Taking the same line of thought today, Akhtar promised to go to court, despite being a government employee. She revealed the varsity registered an FIR but the police didn't accept it.
Earlier, Akhtar said rights commission will visit campus
Yesterday, Akhtar told ANI that a team of the National Human Rights Commission (NHRC) will visit the campus on January 14 to record statements of the injured students.
"A team of NHRC had already visited the campus and we have provided the required evidence to them," she revealed.
Calling the police excesses "unacceptable", she said HRD Ministry has been requested to probe the incident.
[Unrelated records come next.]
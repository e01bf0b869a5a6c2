//! Page content data model.
//!
//! Three heterogeneous per-page sources feed the engine: content
//! blocks from the page content model ([`Block`]), detected table
//! regions ([`TableRegion`]), and raw text cells ([`TextCell`]) used
//! by table detection. The sequencer merges the first two into one
//! ordered list of [`Item`]s, which the pipeline consumes.

use crate::geometry::Rect;

/// Opaque handle to externally-stored image bytes, resolvable through
/// [`crate::source::PageSource::resolve_image`].
#[derive(Clone, Copy, Debug, PartialEq, Eq)]
pub struct ImageRef(pub u32);

/// Image byte source, decided once at the adapter boundary.
#[derive(Clone, Debug, PartialEq)]
pub enum ImagePayload {
    /// Raw bytes carried inline by the content model.
    Inline { bytes: Vec<u8>, ext: String },
    /// Reference to externally-stored bytes, resolved at extraction
    /// time. Resolution failure falls back to rasterization.
    Reference(ImageRef),
}

/// Kind-specific payload of a content block.
#[derive(Clone, Debug, PartialEq)]
pub enum BlockContent {
    /// Ordered line-groups, each an ordered sequence of span strings.
    Text(Vec<Vec<String>>),
    Image(ImagePayload),
    /// Vector drawing region; rasterized on demand. Also the graceful
    /// fallback for image blocks with no resolvable payload.
    Drawing,
}

/// One atomic content unit from the page content model.
///
/// Bounding boxes pass through exactly as the content model assigned
/// them; degenerate or overlapping boxes are not validated here.
#[derive(Clone, Debug, PartialEq)]
pub struct Block {
    pub rect: Rect,
    pub content: BlockContent,
}

/// Bytes and format extension of a resolved image reference.
#[derive(Clone, Debug, PartialEq)]
pub struct ResolvedImage {
    pub bytes: Vec<u8>,
    pub ext: String,
}

/// A detected tabular area with its row/cell matrix. Produced
/// independently of [`Block`]s; an absent cell renders as empty.
#[derive(Clone, Debug, PartialEq)]
pub struct TableRegion {
    pub rect: Rect,
    pub rows: Vec<Vec<Option<String>>>,
}

/// A positioned text fragment used as table-detection input.
#[derive(Clone, Debug, PartialEq)]
pub struct TextCell {
    pub rect: Rect,
    pub text: String,
}

/// Kind-specific payload of a unified item.
///
/// Non-exhaustive so that a future kind reaches the pipeline's
/// diagnostic arm instead of being dropped silently.
#[non_exhaustive]
#[derive(Clone, Debug, PartialEq)]
pub enum ItemContent {
    /// Fully resolved text, possibly with embedded newlines.
    Text(String),
    Table(Vec<Vec<Option<String>>>),
    Image(ImagePayload),
    Drawing,
}

/// The unification of blocks and table regions for ordering and
/// dispatch. Created fresh per page, consumed once, then discarded.
#[derive(Clone, Debug, PartialEq)]
pub struct Item {
    pub rect: Rect,
    pub content: ItemContent,
}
Protests neither started not will end in Jamia: Akhtar
"The protests that have been going on across the country neither started nor will end with Jamia. However, we are of the opinion that the academics of the students should not be affected because of the ongoing protests," she underlined.
Police claimed it didn't fire bullets, later accepted
The way Delhi Police handled protesting students evoked condemnation from all quarters. When students claimed bullets were fired, cops denied it.
However, an investigation validated the students' version and it was learned that two officers fired bullets. But police apparently said they did so in "self-defense" since they were cornered by agitating students.
An SIT has been constituted to investigate the incident.
Like Jamia, another university in Delhi is tensed
Besides Jamia, another university in the national capital is boiling. On January 5, the students of Jawaharlal Nehru University were thrashed by masked goons inside the campus.
Last week, Delhi Police identified nine suspects, including some office-bearers of ABVP and the president of JNU Students' Union Aishe Ghosh.
But Ghosh, who was injured in the rampage, alleged cops were biased and claimed innocence.